When I told
George about the affair I had with Tom, I was feeling so scared. I wasn't sure
how he would react. At the same time, I felt a sense of relief. No more
secrets. It was somewhat nice. It was the most radical and drastic thing I had
ever done in my life. I was beyond nervous, but I told him with confidence. I
knew I was better than George and that Tom was on my social level. I was so
nervous but confident at the same time, it was beyond bizarre. When you know
you are talking to people below you, you feel extremely powerful and in charge.

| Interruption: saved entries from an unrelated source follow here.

//!
//! Vitrine: a hierarchical content store for exhibits.
//! This library presents record-style CRUD over trees that are persisted as a single document each.
//!
//! ## Core Concepts
//!
//! * **Collections (`document::RootDoc`)**: The root of an exhibit and the only unit of persistence. A Collection embeds its ordered Sections, each Section its ordered Panels, each Panel its ordered content Blocks, and alongside the Sections an ordered list of Waypoints.
//! * **Document stores (`backend::DocumentStore`)**: A pluggable storage layer that can only read (`get`, `find`) and overwrite top-level fields of (`put`) whole root documents.
//! * **Mapper (`mapper::Mapper`)**: Pure translation between the persisted shape of each level and the view models (`view`) exposed to callers, supplying the parent reference the storage lacks.
//! * **Locator (`locator::Locator`)**: Finds the Collection owning a node known only by its ID by scanning a bounded number of root documents, optionally short-cut by an in-process node index (`index::NodeIndex`).
//! * **Mutator (`mutator`)**: Pure path-based insert, merge, remove and reorder on an in-memory root document.
//! * **Facade (`store::ExhibitStore`)**: Per-level list/create/update/delete/reorder composed from the pieces above, broadcasting an invalidation event for every listing a write touches.
//!
//! Every node edit reads the owning Collection, edits it in memory and writes
//! back one top-level array. In the default last-write-wins mode two
//! concurrent edits of the same Collection race and the later write wins; the
//! optimistic mode (`store::ConcurrencyMode::Optimistic`) turns that into a
//! `store::StoreError::Conflict`.

pub mod backend;
pub mod clock;
pub mod constants;
pub mod document;
pub mod id;
pub mod index;
pub mod locator;
pub mod mapper;
pub mod mutator;
pub mod store;
pub mod view;

#[cfg(any(test, feature = "testing"))]
pub use clock::FixedClock;
pub use clock::{Clock, SystemClock};
pub use id::ID;
/// Re-export the facade for easier access.
pub use store::ExhibitStore;

/// Result type used throughout the Vitrine library.
pub type Result<T> = std::result::Result<T, Error>;

/// Common error type for the Vitrine library.
#[derive(Debug, thiserror::Error)]
pub enum Error {
    /// Structured document store errors from the backend module
    #[error(transparent)]
    Backend(backend::BackendError),

    /// Structured lookup errors from the locator module
    #[error(transparent)]
    Locate(locator::LocateError),

    /// Structured tree edit errors from the mutator module
    #[error(transparent)]
    Mutation(mutator::MutationError),

    /// Structured input conversion errors from the mapper module
    #[error(transparent)]
    Mapping(mapper::MappingError),

    /// Structured facade errors from the store module
    #[error(transparent)]
    Store(store::StoreError),
}

impl Error {
    /// Get the originating module for this error.
    pub fn module(&self) -> &'static str {
        match self {
            Error::Backend(_) => "backend",
            Error::Locate(_) => "locator",
            Error::Mutation(_) => "mutator",
            Error::Mapping(_) => "mapper",
            Error::Store(_) => "store",
        }
    }

    /// Check if this error indicates a resource was not found.
    pub fn is_not_found(&self) -> bool {
        match self {
            Error::Backend(backend_err) => backend_err.is_not_found(),
            Error::Locate(locate_err) => locate_err.is_not_found(),
            Error::Mutation(mutation_err) => mutation_err.is_not_found(),
            Error::Store(store_err) => store_err.is_not_found(),
            _ => false,
        }
    }

    /// Check if this error was raised for invalid caller input.
    pub fn is_validation_error(&self) -> bool {
        match self {
            Error::Store(store_err) => store_err.is_validation_error(),
            Error::Mutation(mutation_err) => mutation_err.is_validation_error(),
            Error::Mapping(mapping_err) => mapping_err.is_input_error(),
            _ => false,
        }
    }

    /// Check if this error indicates a write was rejected and nothing was
    /// persisted.
    pub fn is_persist_failure(&self) -> bool {
        match self {
            Error::Backend(backend_err) => backend_err.is_write_failure(),
            Error::Store(store_err) => store_err.is_persist_failure() || store_err.is_conflict(),
            _ => false,
        }
    }

    /// Check if this error indicates a conflict (concurrent change or already
    /// exists).
    pub fn is_conflict(&self) -> bool {
        match self {
            Error::Backend(backend_err) => backend_err.is_conflict(),
            Error::Store(store_err) => store_err.is_conflict(),
            _ => false,
        }
    }

    /// Check if this error indicates the document store could not be reached.
    pub fn is_unavailable(&self) -> bool {
        match self {
            Error::Backend(backend_err) => backend_err.is_unavailable(),
            _ => false,
        }
    }

    /// Check if this error is I/O related.
    pub fn is_io_error(&self) -> bool {
        match self {
            Error::Backend(backend_err) => backend_err.is_io_error(),
            _ => false,
        }
    }
}
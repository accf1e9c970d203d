//! Cooperative cancellation token
//!
//! Cancellation is observed at chunk boundaries only; a translation call
//! already in flight runs to completion.

use std::sync::atomic::{AtomicBool, Ordering};
use std::sync::Arc;

/// Shared cancellation flag, checked once per chunk boundary
#[derive(Debug, Clone, Default)]
pub struct CancellationToken {
    cancelled: Arc<AtomicBool>,
}

impl CancellationToken {
    /// Create a token in the not-cancelled state
    pub fn new() -> Self {
        Self::default()
    }

    /// Request cancellation; idempotent
    pub fn cancel(&self) {
        self.cancelled.store(true, Ordering::Release);
    }

    /// True once cancellation has been requested
    pub fn is_cancelled(&self) -> bool {
        self.cancelled.load(Ordering::Acquire)
    }
}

This is how I felt when I told George about the affair. I knew I had all the control. Telling him freed me, I felt like a new person capable of anything, the
same way that Tom made me feel. All Tom had to do now was tell his wife and try
to get her to go against her religion and divorce him so we could be together. This
thought filled me with so much joy. I began to day dream about our new life and
became over filled with happy emotions of George and I being together. I did
not even realize that George was screaming at me. When George started to scream
at me I did not know how to react. I was frightened, I had never seen this
side of him. At the same time, it was new and refreshing seeing this side of
George. I became scared and the sense of confidence I had when I told him
vanished from thin air, I felt so vulnerable and weak. I wanted to get out of
there. I felt terrified and overwhelmed, so I ran out in the road and everyone
knows that happened next.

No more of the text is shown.